EXERCISE DIRECTIONS. The first line of the data below and every line after it, through the one with "install_default_drivers();", must be transcribed without change.

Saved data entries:
#####

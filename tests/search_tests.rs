//! Storage-level integration tests.
//!
//! These run against a live database named by `DATABASE_URL` (PostgreSQL or
//! MySQL/MariaDB) and skip cleanly when the variable is unset. The suite
//! rebuilds its tables from scratch, so point it at a throwaway database.

use std::collections::BTreeMap;
use std::env;
use std::io::Write;
use std::sync::Arc;

use dotenvy::dotenv;
use sqlx::any::{install_default_drivers, AnyPoolOptions};
use sqlx::{AnyPool, Row};

use submission_search::search::{
    detect_dialect, ensure_schema, Dao, DefaultParserFactory, Indexer, IndexingEvent,
    RankingDialect, RecordFields, SearchField, SearchRequest, SearchService, SortDirection,
    SEARCH_UNAVAILABLE_MESSAGE, TABLE_NAME,
};
use submission_search::{HostRepository, SqlHostRepository};

async fn connect() -> Option<(AnyPool, &'static dyn RankingDialect)> {
    dotenv().ok();
    let Ok(url) = env::var("DATABASE_URL") else {
        eprintln!("DATABASE_URL not set; skipping database-backed tests");
        return None;
    };
    install_default_drivers();
    let dialect = detect_dialect(&url).expect("DATABASE_URL must name postgres or mysql");
    let pool = AnyPoolOptions::new()
        .max_connections(2)
        .connect(&url)
        .await
        .expect("Failed to connect to database");
    Some((pool, dialect))
}

fn ph(dialect: &dyn RankingDialect, n: usize) -> String {
    dialect.placeholder(n)
}

async fn exec(pool: &AnyPool, sql: &str) {
    sqlx::query(sql).execute(pool).await.unwrap_or_else(|e| panic!("{sql}: {e}"));
}

/// Drop and recreate the index table and the host tables the core reads.
async fn reset(pool: &AnyPool, dialect: &'static dyn RankingDialect) {
    for table in [
        TABLE_NAME,
        "submissions",
        "publications",
        "publication_settings",
        "authors",
        "author_settings",
        "submission_files",
        "contexts",
    ] {
        exec(pool, &format!("DROP TABLE IF EXISTS {table}")).await;
    }

    ensure_schema(pool, dialect).await.expect("schema creation");

    exec(pool, "CREATE TABLE contexts (context_id BIGINT PRIMARY KEY, name TEXT)").await;
    exec(
        pool,
        "CREATE TABLE submissions (submission_id BIGINT PRIMARY KEY, context_id BIGINT, \
         status BIGINT, current_publication_id BIGINT)",
    )
    .await;
    exec(
        pool,
        "CREATE TABLE publications (publication_id BIGINT PRIMARY KEY, submission_id BIGINT, \
         date_published DATE NULL)",
    )
    .await;
    exec(
        pool,
        "CREATE TABLE publication_settings (publication_id BIGINT, locale VARCHAR(32), \
         setting_name VARCHAR(64), setting_value TEXT)",
    )
    .await;
    exec(
        pool,
        "CREATE TABLE authors (author_id BIGINT PRIMARY KEY, publication_id BIGINT, seq BIGINT)",
    )
    .await;
    exec(
        pool,
        "CREATE TABLE author_settings (author_id BIGINT, locale VARCHAR(32), \
         setting_name VARCHAR(64), setting_value TEXT)",
    )
    .await;
    exec(
        pool,
        "CREATE TABLE submission_files (submission_file_id BIGINT PRIMARY KEY, \
         submission_id BIGINT, file_stage BIGINT, path TEXT, mime_type VARCHAR(255))",
    )
    .await;
}

async fn insert_submission(
    pool: &AnyPool,
    dialect: &dyn RankingDialect,
    id: i64,
    context_id: i64,
    status: i64,
    publication_id: i64,
) {
    let sql = format!(
        "INSERT INTO submissions (submission_id, context_id, status, current_publication_id) \
         VALUES ({}, {}, {}, {})",
        ph(dialect, 1),
        ph(dialect, 2),
        ph(dialect, 3),
        ph(dialect, 4)
    );
    sqlx::query(&sql)
        .bind(id)
        .bind(context_id)
        .bind(status)
        .bind(publication_id)
        .execute(pool)
        .await
        .expect("insert submission");
}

#####

RESPONSE AREA.
filename tests/search_tests.rs
//! Storage-level integration tests.
//!
//! These run against a live database named by `DATABASE_URL` (PostgreSQL or
//! MySQL/MariaDB) and skip cleanly when the variable is unset. The suite
//! rebuilds its tables from scratch, so point it at a throwaway database.

use std::collections::BTreeMap;
use std::env;
use std::io::Write;
use std::sync::Arc;

use dotenvy::dotenv;
use sqlx::any::{install_default_drivers, AnyPoolOptions};
use sqlx::{AnyPool, Row};

use submission_search::search::{
    detect_dialect, ensure_schema, Dao, DefaultParserFactory, Indexer, IndexingEvent,
    RankingDialect, RecordFields, SearchField, SearchRequest, SearchService, SortDirection,
    SEARCH_UNAVAILABLE_MESSAGE, TABLE_NAME,
};
use submission_search::{HostRepository, SqlHostRepository};

async fn connect() -> Option<(AnyPool, &'static dyn RankingDialect)> {
    dotenv().ok();
    let Ok(url) = env::var("DATABASE_URL") else {
        eprintln!("DATABASE_URL not set; skipping database-backed tests");
        return None;
    };
    install_default_drivers();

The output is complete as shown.